By Keli‘i Akina
Policymakers and various interest groups began sharing plans for rebuilding Lahaina just days after wildfires destroyed the iconic seaside town.
In the month that has passed since the Aug. 8 fires, rebuilding ideas have varied widely — from taking over land to build affordable housing or leaving some of it vacant as a memorial to placing reconstruction efforts in the hands of a special board, just to name a few.
Now, I don’t want to be too hard on these ideas. After all, rebuilding plans are usually the product of good intentions.
But we have to remember that peoples’ homes and businesses are at stake, and their right to those properties must be defended. That is to say: We cannot infringe on or ignore their constitutional right to freely acquire, use, manage and dispose of their property as they choose.
This is why the Grassroot Institute has made a deliberate choice to not present any plans of our own — because whether, where or how to rebuild properties should be up to the people of Lahaina, and the government should strive only to give them the freedom to do so.

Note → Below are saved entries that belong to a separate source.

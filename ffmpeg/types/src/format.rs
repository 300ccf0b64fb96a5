/*!
    Pixel format types.
*/

/**
    Video pixel formats.

    This is a subset of formats commonly encountered in decoded video.
    Not all FFmpeg pixel formats are represented.
*/
#[derive(Clone, Copy, Debug, PartialEq, Eq, Hash)]
#[non_exhaustive]
pub enum PixelFormat {
    /// Planar YUV 4:2:0, 12bpp (most common video format)
    Yuv420p,
    /// Planar YUV 4:2:0, full range (MJPEG and many IP cameras)
    Yuvj420p,
    /// Semi-planar YUV 4:2:0, 12bpp (common hardware decoder output)
    Nv12,
    /// Packed BGRA, 32bpp (common for display on macOS/Windows)
    Bgra,
    /// Packed RGBA, 32bpp (common for display)
    Rgba,
    /// Packed RGB, 24bpp
    Rgb24,
    /// Packed BGR, 24bpp
    Bgr24,
    /// Planar YUV 4:2:2, 16bpp
    Yuv422p,
    /// Planar YUV 4:4:4, 24bpp
    Yuv444p,
    /// Planar YUV 4:2:0, 10-bit little-endian (HDR content)
    Yuv420p10,
    /// Semi-planar YUV 4:2:0, 10-bit little-endian (HDR hardware decoder output)
    P010le,
    /// Single-plane luma, 8bpp
    Gray8,
}

/**
    Geometry of one tightly packed plane.
*/
#[derive(Clone, Copy, Debug, PartialEq, Eq)]
pub struct PlaneLayout {
    /// Bytes of pixel data in one row, without padding.
    pub row_bytes: usize,
    /// Number of rows in the plane.
    pub rows: usize,
}

impl PlaneLayout {
    /**
        Total size of the plane when rows are packed back to back.
    */
    pub const fn len(&self) -> usize {
        self.row_bytes * self.rows
    }

    pub const fn is_empty(&self) -> bool {
        self.len() == 0
    }
}

impl PixelFormat {
    /**
        Returns the number of planes a frame of this format carries.
    */
    pub const fn plane_count(self) -> usize {
        match self {
            Self::Yuv420p | Self::Yuvj420p | Self::Yuv422p | Self::Yuv444p | Self::Yuv420p10 => 3,
            Self::Nv12 | Self::P010le => 2,
            Self::Bgra | Self::Rgba | Self::Rgb24 | Self::Bgr24 | Self::Gray8 => 1,
        }
    }

    /**
        Returns the packed layout of every plane for a frame of the given size.

        Chroma dimensions round up for odd sizes, matching FFmpeg.
    */
    pub fn plane_layout(self, width: u32, height: u32) -> Vec<PlaneLayout> {
        let w = width as usize;
        let h = height as usize;
        let half_w = w.div_ceil(2);
        let half_h = h.div_ceil(2);

        let plane = |row_bytes, rows| PlaneLayout { row_bytes, rows };

        match self {
            Self::Yuv420p | Self::Yuvj420p => {
                vec![plane(w, h), plane(half_w, half_h), plane(half_w, half_h)]
            }
            Self::Yuv420p10 => vec![
                plane(w * 2, h),
                plane(half_w * 2, half_h),
                plane(half_w * 2, half_h),
            ],
            Self::Yuv422p => vec![plane(w, h), plane(half_w, h), plane(half_w, h)],
            Self::Yuv444p => vec![plane(w, h), plane(w, h), plane(w, h)],
            Self::Nv12 => vec![plane(w, h), plane(half_w * 2, half_h)],
            Self::P010le => vec![plane(w * 2, h), plane(half_w * 4, half_h)],
            Self::Bgra | Self::Rgba => vec![plane(w * 4, h)],
            Self::Rgb24 | Self::Bgr24 => vec![plane(w * 3, h)],
            Self::Gray8 => vec![plane(w, h)],
        }
    }
}
/*!
    Media source implementation.
*/

use std::time::Duration;

use ffmpeg_next::{codec, format::context::Input as InputContext, format::stream::Stream};
use tracing::{debug, trace, warn};

use ffmpeg_types::{Error, PacketReader, Result, StreamDescriptor, StreamPacket};

use crate::codec_config::CodecConfig;
use crate::convert::{codec_id_from_ffmpeg, media_kind_from_ffmpeg, rational_from_ffmpeg};
use crate::network::NetworkGuard;

/**
    An open container session.

    Created by [`open`] or [`Source::open`]. Describes every stream of the
    container and produces packets of all of them in container order.
    Closing (explicitly or by drop) releases the demuxer before the network
    subsystem.
*/
pub struct Source {
    locator: String,
    /// The FFmpeg input context. `None` once closed.
    input: Option<InputContext>,
    /// Dropped after `input`; field order is release order.
    network: Option<NetworkGuard>,
    streams: Vec<StreamDescriptor>,
    /// Detached codec parameters, parallel to `streams`.
    parameters: Vec<codec::Parameters>,
    duration: Option<Duration>,
    exhausted: bool,
}

impl Source {
    /**
        Open a container from a file path or URL.

        # Example

        ```ignore
        let source = Source::open("https://example.com/live/playlist.m3u8")?;
        for stream in source.streams() {
            println!("#{} {:?} {}", stream.index, stream.kind, stream.codec_name);
        }
        ```
    */
    pub fn open(locator: &str) -> Result<Self> {
        if locator.trim().is_empty() {
            return Err(Error::open(locator, "locator is empty"));
        }
        if locator.contains('\0') {
            return Err(Error::open(locator, "locator contains a NUL byte"));
        }

        ffmpeg_next::init().map_err(|e| Error::open(locator, e))?;

        // Released automatically if anything below fails.
        let network = NetworkGuard::acquire();

        let input = ffmpeg_next::format::input(&locator).map_err(|e| Error::open(locator, e))?;

        let mut streams = Vec::with_capacity(input.streams().count());
        let mut parameters = Vec::with_capacity(streams.capacity());
        for stream in input.streams() {
            let descriptor = describe_stream(&stream);
            trace!(
                index = descriptor.index,
                kind = ?descriptor.kind,
                codec = %descriptor.codec_name,
                "found stream"
            );
            streams.push(descriptor);
            parameters.push(stream.parameters().clone());
        }

        if streams.is_empty() {
            return Err(Error::open(locator, "no streams found"));
        }

        let duration = (input.duration() > 0).then(|| Duration::from_micros(input.duration() as u64));

        debug!(locator, streams = streams.len(), ?duration, "opened source");

        Ok(Self {
            locator: locator.to_string(),
            input: Some(input),
            network: Some(network),
            streams,
            parameters,
            duration,
            exhausted: false,
        })
    }

    /**
        The locator this source was opened from.
    */
    pub fn locator(&self) -> &str {
        &self.locator
    }

    /**
        Every stream of the container, in container order.
    */
    pub fn streams(&self) -> &[StreamDescriptor] {
        &self.streams
    }

    /**
        Codec configuration of the stream at `index`.

        Pass this to `ffmpeg-decode` to create a decoder.
    */
    pub fn codec_config(&self, index: usize) -> Option<CodecConfig> {
        self.parameters
            .get(index)
            .map(|parameters| CodecConfig::new(parameters.clone()))
    }

    /**
        Container duration, if known. Live streams usually have none.
    */
    pub fn duration(&self) -> Option<Duration> {
        self.duration
    }

    /**
        Check if the demuxer is still open.
    */
    pub fn is_open(&self) -> bool {
        self.input.is_some()
    }

    /**
        Read the next packet from the source.

        Returns `Ok(Some(packet))` for each packet and `Ok(None)` at end of
        stream. Packets of all streams are returned in container order; use
        [`SourcePacket::stream_index`] to tell them apart.

        A read failure ends the stream just like end of file does. Once ended
        or closed, the source keeps returning `Ok(None)`.
    */
    pub fn next_packet(&mut self) -> Result<Option<SourcePacket>> {
        if self.exhausted {
            return Ok(None);
        }
        let Some(input) = self.input.as_mut() else {
            return Ok(None);
        };

        let mut packet = ffmpeg_next::Packet::empty();
        match packet.read(input) {
            Ok(()) => Ok(Some(SourcePacket { packet })),
            Err(ffmpeg_next::Error::Eof) => {
                debug!(locator = %self.locator, "end of container");
                self.exhausted = true;
                Ok(None)
            }
            Err(e) => {
                warn!(locator = %self.locator, error = %e, "packet read failed, ending stream");
                self.exhausted = true;
                Ok(None)
            }
        }
    }

    /**
        Release the demuxer and the network subsystem.

        Safe to call any number of times.
    */
    pub fn close(&mut self) {
        if self.input.take().is_some() {
            debug!(locator = %self.locator, "closed source");
        }
        self.network = None;
        self.exhausted = true;
    }
}

impl PacketReader for Source {
    type Packet = SourcePacket;

    fn read_packet(&mut self) -> Result<Option<SourcePacket>> {
        self.next_packet()
    }
}

impl std::fmt::Debug for Source {
    fn fmt(&self, f: &mut std::fmt::Formatter<'_>) -> std::fmt::Result {
        f.debug_struct("Source")
            .field("locator", &self.locator)
            .field("streams", &self.streams)
            .field("open", &self.is_open())
            .finish_non_exhaustive()
    }
}

/**
    One compressed packet read from a [`Source`].

    Owns its data; dropping it releases the packet.
*/
pub struct SourcePacket {
    packet: ffmpeg_next::Packet,
}

impl SourcePacket {
    pub fn pts(&self) -> Option<i64> {
        self.packet.pts()
    }

    pub fn is_key(&self) -> bool {
        self.packet.is_key()
    }

    pub fn size(&self) -> usize {
        self.packet.size()
    }

    /**
        The underlying FFmpeg packet, for submitting to a decoder.
    */
    pub fn as_ffmpeg(&self) -> &ffmpeg_next::Packet {
        &self.packet
    }
}

impl StreamPacket for SourcePacket {
    fn stream_index(&self) -> usize {
        self.packet.stream()
    }
}

impl std::fmt::Debug for SourcePacket {
    fn fmt(&self, f: &mut std::fmt::Formatter<'_>) -> std::fmt::Result {
        f.debug_struct("SourcePacket")
            .field("stream_index", &self.stream_index())
            .field("pts", &self.pts())
            .field("size", &self.size())
            .finish()
    }
}

/**
    Open a media source.

    Convenience function equivalent to [`Source::open`].
*/
pub fn open(locator: &str) -> Result<Source> {
    Source::open(locator)
}

/**
    Build the descriptor for one container stream.
*/
fn describe_stream(stream: &Stream) -> StreamDescriptor {
    let parameters = stream.parameters();
    let codec_id = parameters.id();

    // SAFETY: We're reading from a valid AVCodecParameters pointer that FFmpeg owns
    let (width, height) = unsafe {
        let ptr = parameters.as_ptr();
        ((*ptr).width.max(0) as u32, (*ptr).height.max(0) as u32)
    };

    let frame_rate = rational_from_ffmpeg(stream.avg_frame_rate());

    StreamDescriptor {
        index: stream.index(),
        kind: media_kind_from_ffmpeg(parameters.medium()),
        codec_id: codec_id_from_ffmpeg(codec_id),
        codec_name: codec_id.name().to_string(),
        width,
        height,
        time_base: rational_from_ffmpeg(stream.time_base()),
        frame_rate: frame_rate.is_valid().then_some(frame_rate),
    }
}

#[cfg(test)]
mod tests {
    use std::path::{Path, PathBuf};

    use ffmpeg_types::MediaKind;

    use super::*;

    /// Write a YUV4MPEG2 file whose frame `i` is filled with the byte `i`.
    fn write_y4m(dir: &Path, width: usize, height: usize, frames: usize) -> PathBuf {
        let path = dir.join("clip.y4m");
        let mut data = format!("YUV4MPEG2 W{width} H{height} F25:1 Ip A1:1 C420jpeg\n").into_bytes();
        let frame_size = width * height * 3 / 2;
        for i in 0..frames {
            data.extend_from_slice(b"FRAME\n");
            data.extend(vec![i as u8; frame_size]);
        }
        std::fs::write(&path, data).unwrap();
        path
    }

    #[test]
    fn empty_locator_is_rejected() {
        let err = Source::open("  ").unwrap_err();
        assert!(matches!(err, Error::Open { .. }));
    }

    #[test]
    fn missing_file_fails_to_open() {
        let dir = tempfile::tempdir().unwrap();
        let path = dir.path().join("does-not-exist.mp4");
        let err = Source::open(path.to_str().unwrap()).unwrap_err();
        assert!(matches!(err, Error::Open { .. }), "{err:?}");
    }

    #[test]
    fn empty_file_is_not_a_container() {
        let dir = tempfile::tempdir().unwrap();
        let path = dir.path().join("empty.bin");
        std::fs::write(&path, b"").unwrap();
        let err = Source::open(path.to_str().unwrap()).unwrap_err();
        assert!(matches!(err, Error::Open { .. }), "{err:?}");
    }

    #[test]
    fn y4m_exposes_one_video_stream() {
        let dir = tempfile::tempdir().unwrap();
        let path = write_y4m(dir.path(), 16, 8, 2);
        let source = Source::open(path.to_str().unwrap()).unwrap();

        let streams = source.streams();
        assert_eq!(streams.len(), 1);
        assert_eq!(streams[0].index, 0);
        assert_eq!(streams[0].kind, MediaKind::Video);
        assert_eq!((streams[0].width, streams[0].height), (16, 8));
        assert!(source.codec_config(0).is_some());
        assert!(source.codec_config(1).is_none());
    }

    #[test]
    fn reads_every_packet_then_stays_at_end() {
        let dir = tempfile::tempdir().unwrap();
        let path = write_y4m(dir.path(), 16, 16, 3);
        let mut source = Source::open(path.to_str().unwrap()).unwrap();

        let mut count = 0;
        while let Some(packet) = source.next_packet().unwrap() {
            assert_eq!(packet.stream_index(), 0);
            count += 1;
        }
        assert_eq!(count, 3);
        assert!(source.next_packet().unwrap().is_none());
        assert!(source.next_packet().unwrap().is_none());
    }

    #[test]
    fn close_is_idempotent() {
        let dir = tempfile::tempdir().unwrap();
        let path = write_y4m(dir.path(), 16, 16, 1);
        let mut source = Source::open(path.to_str().unwrap()).unwrap();

        source.close();
        source.close();
        assert!(!source.is_open());
        assert!(source.next_packet().unwrap().is_none());
        assert_eq!(source.streams().len(), 1);
    }
}
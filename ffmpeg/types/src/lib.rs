/*!
    Shared types for the ffmpeg crate ecosystem.

    This crate defines the vocabulary of the ecosystem: the types that cross crate
    boundaries. It has no dependency on FFmpeg, making it lightweight and enabling
    consumers to depend on it without pulling in FFmpeg bindings.

    The [`PacketReader`] and [`FrameDecoder`] traits describe the two halves of the
    decode loop so that the loop itself can be driven by FFmpeg-backed sources and
    decoders as well as by in-memory doubles.
*/

mod error;
mod format;
mod stream;
mod time;
mod traits;

pub use error::{Error, Result};
pub use format::{PixelFormat, PlaneLayout};
pub use stream::{CodecId, MediaKind, StreamDescriptor};
pub use time::{Pts, Rational};
pub use traits::{FrameDecoder, PacketReader, StreamPacket};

Our team certainly has solutions in mind that could be applied to help Lahaina rebuild. We have long urged county officials to expedite permitting processes and suspend certain zoning and building code provisions to encourage more homebuilding. And we champion loosening restrictions on occupational licensing, lowering taxes and introducing policies to reduce bureaucratic barriers for local entrepreneurs and small businesses.
But while we have much more to say on the topic — and the time will surely come for us to do so — I believe we remain in a sensitive period for listening.
Most importantly, we need to keep in mind the humanity of the situation. We’re not just talking about a fundamental right that deserves to be respected on principle — we need to consider the different desires of those struggling to rebuild their lives.
Maybe they want to sell their land as soon as possible to fund a new start somewhere else, or maybe they would benefit from the freedom to rebuild as quickly as possible without the expenses and delays that often come with government intervention. Those decisions are theirs — and theirs alone — to make.
Ultimately, we can suggest policies that will ease the rebuilding process, but we must allow the people of Lahaina to move forward on their own terms. Yes, that means allowing them to make decisions others might not like. But that is their right. And the Grassroot Institute plans to defend that right from any intrusion, no matter how well-meaning.
Keli‘i Akina is president and CEO of the Grassroot Institute of Hawaii.